▶ _Required action_:
Beginning with the first line and ending with the one containing "fn store(&self) ->", copy the lines of the listing below exactly; omit everything else.
*** Opening Working data ***
use super::sync::{MessageSynchronizer, SendOutcome, SyncSettings, SyncState};
use super::timeline::ChatTimeline;
use super::typing::TypingRenderer;
use crate::api::utils::with_deadline;
use crate::api::{Session, SessionApi};
use crate::config::ChatConfig;
use crate::error::{ChatError, Result};
use crate::session::SessionStore;
use std::sync::{Arc, Mutex, MutexGuard, PoisonError};
use std::time::Duration;

/// Owns the chat screen state: session store, timeline, renderer and synchronizer.
pub struct ChatController<A: SessionApi> {
    api: Arc<A>,
    store: Arc<Mutex<SessionStore>>,
    timeline: ChatTimeline,
    renderer: Arc<TypingRenderer>,
    synchronizer: MessageSynchronizer<A>,
    history_timeout: Duration,
}

impl<A: SessionApi> ChatController<A> {
    pub fn new(api: A, config: &ChatConfig) -> Self {
        let api = Arc::new(api);
        let store = Arc::new(Mutex::new(SessionStore::new()));
        let timeline = ChatTimeline::new();
        let renderer = Arc::new(TypingRenderer::new(timeline.clone(), config.typing));
        let synchronizer = MessageSynchronizer::new(
            Arc::clone(&api),
            Arc::clone(&store),
            timeline.clone(),
            Arc::clone(&renderer),
            SyncSettings::from(config),
        );

        Self {
            api,
            store,
            timeline,
            renderer,
            synchronizer,
            history_timeout: config.history_timeout(),
        }
    }

    fn store(&self) -> MutexGuard<'_, SessionStore> {
        self.store.lock().unwrap_or_else(PoisonError::into_inner)
    }

    pub fn timeline(&self) -> &ChatTimeline {
        &self.timeline
    }

    pub fn state(&self) -> SyncState {
        self.synchronizer.state()
    }

    pub fn current_session(&self) -> Option<Session> {
        self.store().current().cloned()
    }

    pub fn sessions(&self) -> Vec<Session> {
        self.store().list_sessions().to_vec()
    }

    fn ensure_idle(&self, action: &str) -> Result<()> {
        if self.synchronizer.is_busy() {
            return Err(ChatError::Validation(format!(
                "cannot {} while a message is still being sent",
                action
            )));
        }
        Ok(())
    }

    pub async fn send(&self, input: &str) -> SendOutcome {
        self.synchronizer.send_message(input).await
    }

    /// Reloads the session list; the most recent session becomes current if none is.
    pub async fn refresh_sessions(&self) -> Result<Vec<Session>> {
        let sessions = self.api.list_sessions().await?;
        tracing::debug!(count = sessions.len(), "Fetched session list");

        let mut store = self.store();
        if store.current().is_none() {
            if let Some(latest) = sessions.first() {
                store.set_current(latest.clone());
            }
        }
        store.replace_sessions(sessions.clone());
        Ok(sessions)
    }

    /// Makes `session` current and loads its messages into the timeline.
    ///
    /// A failed fetch leaves the timeline as it was. Refused while a send is in flight.
    pub async fn open_session(&self, session: Session) -> Result<usize> {
        self.ensure_idle("switch chats")?;
        let id = session.valid_id().ok_or_else(|| {
            ChatError::Validation(format!("session id {:?} is not a positive integer", session.id))
        })?;

        if self.renderer.is_active() {
            self.renderer.cancel_active();
        }
        self.store().set_current(session);

        let entries = with_deadline(
            "history fetch",
            self.history_timeout,
            self.api.fetch_messages(id),
        )
        .await
        .inspect_err(|e| tracing::warn!(session_id = id, error = %e, "Failed to load history"))?;

        let count = entries.len();
        self.timeline.replace(entries);
        tracing::info!(session_id = id, messages = count, "Opened session");
        Ok(count)
    }

    /// Drops the current session; the next message starts a new one.
    pub fn start_new_session(&self) -> Result<()> {
        self.ensure_idle("start a new chat")?;
        self.renderer.cancel_active();
        self.store().clear_current();
        if !self.timeline.is_empty() {
            self.timeline.replace(Vec::new());
        }
        Ok(())
    }
}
*** Closing Working data ***
▶ _Response area_:
use super::sync::{MessageSynchronizer, SendOutcome, SyncSettings, SyncState};
use super::timeline::ChatTimeline;
use super::typing::TypingRenderer;
use crate::api::utils::with_deadline;
use crate::api::{Session, SessionApi};
use crate::config::ChatConfig;
use crate::error::{ChatError, Result};
use crate::session::SessionStore;
use std::sync::{Arc, Mutex, MutexGuard, PoisonError};
use std::time::Duration;

/// Owns the chat screen state: session store, timeline, renderer and synchronizer.
pub struct ChatController<A: SessionApi> {
    api: Arc<A>,
    store: Arc<Mutex<SessionStore>>,
    timeline: ChatTimeline,
    renderer: Arc<TypingRenderer>,
    synchronizer: MessageSynchronizer<A>,
    history_timeout: Duration,
}

impl<A: SessionApi> ChatController<A> {
    pub fn new(api: A, config: &ChatConfig) -> Self {
        let api = Arc::new(api);
        let store = Arc::new(Mutex::new(SessionStore::new()));
        let timeline = ChatTimeline::new();
        let renderer = Arc::new(TypingRenderer::new(timeline.clone(), config.typing));
        let synchronizer = MessageSynchronizer::new(
            Arc::clone(&api),
            Arc::clone(&store),
            timeline.clone(),
            Arc::clone(&renderer),
            SyncSettings::from(config),
        );

        Self {
            api,
            store,
            timeline,
            renderer,
            synchronizer,
            history_timeout: config.history_timeout(),
        }
    }

    fn store(&self) -> MutexGuard<'_, SessionStore> {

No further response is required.